Records to process: Begin

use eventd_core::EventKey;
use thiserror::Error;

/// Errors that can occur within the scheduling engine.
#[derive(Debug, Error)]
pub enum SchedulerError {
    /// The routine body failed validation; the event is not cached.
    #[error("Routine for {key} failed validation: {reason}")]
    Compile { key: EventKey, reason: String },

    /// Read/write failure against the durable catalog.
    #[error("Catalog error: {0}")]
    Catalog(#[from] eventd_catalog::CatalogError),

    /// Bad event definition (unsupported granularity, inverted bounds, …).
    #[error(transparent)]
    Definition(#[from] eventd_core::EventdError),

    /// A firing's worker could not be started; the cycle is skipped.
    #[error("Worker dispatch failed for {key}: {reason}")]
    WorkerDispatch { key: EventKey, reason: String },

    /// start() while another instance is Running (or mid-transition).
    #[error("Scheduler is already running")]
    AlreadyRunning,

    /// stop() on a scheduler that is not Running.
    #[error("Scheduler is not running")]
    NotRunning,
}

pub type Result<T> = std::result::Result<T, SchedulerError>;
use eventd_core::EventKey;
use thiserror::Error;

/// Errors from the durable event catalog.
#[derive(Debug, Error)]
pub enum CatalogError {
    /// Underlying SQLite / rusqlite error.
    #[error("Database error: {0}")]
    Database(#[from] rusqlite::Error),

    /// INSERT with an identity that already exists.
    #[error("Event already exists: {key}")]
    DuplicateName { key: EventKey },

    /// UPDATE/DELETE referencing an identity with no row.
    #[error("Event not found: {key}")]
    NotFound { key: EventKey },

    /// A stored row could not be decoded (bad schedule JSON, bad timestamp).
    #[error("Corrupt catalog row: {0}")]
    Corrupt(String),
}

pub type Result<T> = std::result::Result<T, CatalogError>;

Records to process: End

--- Exercise requirements ---
Transcribe each line of the data above, unaltered, from the one where "inverted bounds, …)." appears to the one where "pub type Result<T> = std::result::Result<T, SchedulerError>;" appears, inclusive of both.

--- Exercise output ---
    /// Bad event definition (unsupported granularity, inverted bounds, …).
    #[error(transparent)]
    Definition(#[from] eventd_core::EventdError),

    /// A firing's worker could not be started; the cycle is skipped.
    #[error("Worker dispatch failed for {key}: {reason}")]
    WorkerDispatch { key: EventKey, reason: String },

    /// start() while another instance is Running (or mid-transition).
    #[error("Scheduler is already running")]
    AlreadyRunning,

    /// stop() on a scheduler that is not Running.
    #[error("Scheduler is not running")]
    NotRunning,
}

pub type Result<T> = std::result::Result<T, SchedulerError>;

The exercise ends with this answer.